Our study also showed that those victims with a higher ISS and with longer LOS were hit farther from home (Table 2). This is consistent with low-speed collisions on residential streets close to home, and more severe collisions further from home. In an increasingly cost and resource conscious health care environment and with increasing pressures to decrease hospital LOS, exploring ways to prevent severe injuries from any trauma, especially highly avoidable auto-pedestrian traumas, becomes paramount.
These data were collected at one trauma center. We believe that they are a function of travel patterns and exposure to traffic, and some difference might be found in other communities. However, several other investigators have found that children experience pedestrian injuries close to home, and we expect that similar results would be found for children in many communities.
Implications
Ecologic studies of adult pedestrian injuries, which use census data as a source of both denominators and population characteristics are likely to underestimate associations because pedestrians injured far from home may not share the characteristics of the population living near the site of the collision. On the other hand ecologic studies of child pedestrian injuries, such as those of Rivara and Barber [1985], La Scala et al [2000] and Chakravarthy, Anderson, and Ludlow [2012] may identify important risk factors because the injured pedestrians and the population exposed to traffic are more similar to the population residing near the collision site. The finding of Graham et al [2005] that local area socioeconomic deprivation was more strongly related to child than adult pedestrian injuries may be due to the occurrence of child pedestrian injuries closer to home.
Limitations
There are several limitations to the study. Our study excluded 704 pedestrians secondary to unavailable data. The missing data included home addresses or collision sites. This made our primary outcome, the distance between collision site and pedestrian residence, impossible to calculate. Other missing data points included demographic information, blood alcohol levels, or other data. In addition, the current study examines only those individuals who were injured severely enough to warrant or seek treatment at a Level I Trauma Center or who actively chose to walk into the aforementioned Emergency Department after injury. Individuals who presented or were subsequently treated at other institutions such as Level II or III Trauma Centers and community hospitals, urgent care centers, or their primary care providers are clearly missed in this study design.
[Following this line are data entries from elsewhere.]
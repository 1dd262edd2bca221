use serde::Serialize;
use serde_json::Value;

use super::{fields, opt_str, parse_collection, ParseError};

#[derive(Debug, Clone, PartialEq, Eq, Serialize)]
pub struct Domain {
    pub id: String,
    pub name: String,
    #[serde(skip_serializing_if = "Option::is_none")]
    pub logo: Option<String>,
}

impl Domain {
    pub fn parse(id: Option<&str>, data: &Value) -> Result<Self, ParseError> {
        let (id, obj) = fields("domain", id, data)?;
        Ok(Self {
            name: opt_str(obj, "name").unwrap_or_else(|| id.clone()),
            logo: opt_str(obj, "logo"),
            id,
        })
    }
}

pub fn parse_domains(data: &Value) -> Result<Vec<Domain>, ParseError> {
    parse_collection("domain", data, Domain::parse)
}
Lastly, our study does not include individuals who were involved in auto-pedestrian collisions but never sought medical care. Police and public record data could be combined with trauma registry data in the future for a more inclusive study.
CONCLUSION
In this sample of pedestrians treated at a Level 1 Trauma Center, the median distance from residence to collision site was 1.4 km. Only 48% of the collisions were hear home (within 1.1 km, 95% CI 45–51%). However, the majority of collision involving pedestrian age 17 and younger and 65 and older occurred near home (within 1.1 km). Pedestrians with more severe injuries and longer LOS were injured further from home than pedestrians with less severe injuries and shorter LOS. Most collisions occurred in a different census tract from the pedestrian’s residence. Although the majority of injuries to children, youth, and older adults occur near home, differences between home and collision environments may complicate the interpretation of routinely collected pedestrian collision data, especially for adults 18–64 years.